I thank members for their contributions and for supporting the government's continued commitment to the higher education and research sector. I do so because, on behalf of the whole House, this conversation is critically important when we look at the big challenges that not just our country faces but the global community. With the challenges and risk that are presented to the world on so many fronts, the solution is going to be the role of our scientists and innovators in technology, which is going to help and advance humanity. Particularly when you look in areas like the challenges affecting us resulting from climate change, it's going to be so important that we harness the power of technology and integrate it to the heart of our economy so that we can not just continue to innovate and prosper and grow but be part of the global solution not just to help ourselves but to help the world cut its greenhouse gas emissions footprint in the process.
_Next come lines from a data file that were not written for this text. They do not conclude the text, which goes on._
//! Entropy measurement over a mask frequency profile.
//!
//! [`agnentropy_nats`] is the exact combinatorial information content of a
//! sequence given only its frequency profile, in nats. Unlike Shannon
//! entropy scaled by length, it charges the cost of learning the profile
//! itself, so it is a true lower bound on any losslessly achievable code
//! length for the adaptive codec's model. Shannon and root-mean-square
//! statistics are provided alongside for comparison and diagnostics.

use agnentro_fract::{Frac128, Frac64, Ln64, Status};
use agnentro_loggamma::LogGamma;

use crate::codec::CodecError;

/// Frequency-by-mask profile of one sequence.
#[derive(Debug, Clone, PartialEq, Eq)]
pub struct FreqProfile {
    mask_max: u64,
    freqs: Vec<u64>,
    total: u64,
}

impl FreqProfile {
    /// Counts mask occurrences. `mask_max` must be nonzero and every mask
    /// must lie on `[0, mask_max]`.
    pub fn new(mask_max: u64, masks: &[u64]) -> Result<Self, CodecError> {
        if mask_max == 0 {
            return Err(CodecError::ZeroMaskSpan);
        }
        let span = usize::try_from(mask_max)
            .ok()
            .and_then(|m| m.checked_add(1))
            .ok_or(CodecError::SizeOverflow)?;
        let mut freqs = vec![0u64; span];
        for &mask in masks {
            if mask > mask_max {
                return Err(CodecError::MaskOutOfRange { mask, mask_max });
            }
            freqs[mask as usize] += 1;
        }
        Ok(Self {
            mask_max,
            freqs,
            total: masks.len() as u64,
        })
    }

    pub fn mask_max(&self) -> u64 {
        self.mask_max
    }

    pub fn freq(&self, mask: u64) -> u64 {
        self.freqs[mask as usize]
    }

    /// Number of masks counted.
    pub fn total(&self) -> u64 {
        self.total
    }
}

/// Exact agnentropy of the profile in nats, as Q64.64 bounds:
///
/// ```text
/// ln Γ(M + n) - ln Γ(M) - Σ_s ln Γ(k_s + 1)
/// ```
///
/// with `M` the alphabet size, `n` the sequence length and `k_s` the
/// per-mask counts. This equals the log of the number of sequences the
/// adaptive code distinguishes divided by the weight shared by every
/// ordering of this profile.
pub fn agnentropy_nats(
    profile: &FreqProfile,
    gamma: &mut LogGamma,
    status: &mut Status,
) -> Frac128 {
    let span = profile.mask_max + 1;
    let top = match span.checked_add(profile.total) {
        Some(arg) => gamma.ln_gamma(arg, status),
        None => {
            status.flag();
            return Frac128::FULL;
        }
    };
    let base = gamma.ln_gamma(span, status);
    let mut nats = top.sub(base, status);
    for &freq in &profile.freqs {
        // ln Γ(1) and ln Γ(2) are both exactly zero.
        if freq >= 2 {
            nats = nats.sub(gamma.ln_gamma(freq + 1, status), status);
        }
    }
    nats
}

/// Shannon entropy of the profile as a fraction of its maximum
/// `ln(mask_max + 1)`, as a Q0.64 ratio on `[0, 1]`. Zero for empty and
/// single-valued profiles; one for a uniform profile over the whole
/// alphabet (the upper bound clamps at the largest mantissa, since an
/// exact one is the scale's exclusive supremum).
pub fn shannon_fraction(
    profile: &FreqProfile,
    ln: &mut Ln64,
    status: &mut Status,
) -> Frac64 {
    if profile.total < 2 {
        return Frac64::ZERO;
    }
    // H = ln n - Σ (k/n) ln k, all terms nonnegative.
    let mut dilution = Frac64::ZERO;
    for &freq in &profile.freqs {
        if freq >= 2 {
            let term = ln
                .ln(freq, status)
                .div_scalar(profile.total, status)
                .mul_scalar(freq, status);
            dilution = dilution.add(term, status);
        }
    }
    let entropy = ln.ln(profile.total, status).sub(dilution, status);
    let ceiling = ln.ln(profile.mask_max + 1, status);
    // H <= ln(mask_max + 1) holds exactly, so a quotient bound spilling
    // past one is the representation ceiling rather than a failure; keep
    // the caller's status out of the clamp.
    let mut ratio_status = Status::new();
    entropy.div(ceiling, &mut ratio_status)
}

/// Root-mean-square mask probability of the profile, on `(0, 1]`:
/// `sqrt(Σ p_s^2)` with `p_s = k_s / n`. Flags for an empty profile.
pub fn rms_probability(profile: &FreqProfile, status: &mut Status) -> Frac64 {
    if profile.total == 0 {
        status.flag();
        return Frac64::ZERO;
    }
    let mut sum = Frac64::ZERO;
    for &freq in &profile.freqs {
        if freq == 0 {
            continue;
        }
        let mantissa = ((freq as u128) << 64) / profile.total as u128;
        let p = Frac64::from_mantissa(mantissa.min(u64::MAX as u128) as u64);
        sum = sum.add(p.mul(p), status);
    }
    sum.sqrt()
}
It's going to be our research scientists and innovators who are going to take these ideas from their gestation through to their development, commercialisation and scalability, whether it's the potential of different forms of hydrogen and its role in industrial capacity and export as we move away from traditional fossil fuels to new and dynamic types of fuels or where it's ammonia. It's going to be the vehicles that we utilise in the same space through to what's necessary for freight, with potential for air and road transport too.

In every space of the economy and society we are going to face new challenges. The question for us is going to be how we respond to it. Universities can work in partnership with our research institutes as well as local communities. When I speak to various business leads and local mayors around the country about how they see their economic opportunity up to 2050, all of them talk about partnerships as part of the solution, and research is part of that conversation as well.

It's on that basis that the government remains utterly committed to the focus on higher education and research sectors as part of the building of Australia's future economy—something that it has done in past, we are rightly proud of and we wish to see continue into the future. It's on that basis I commend the bill to the House.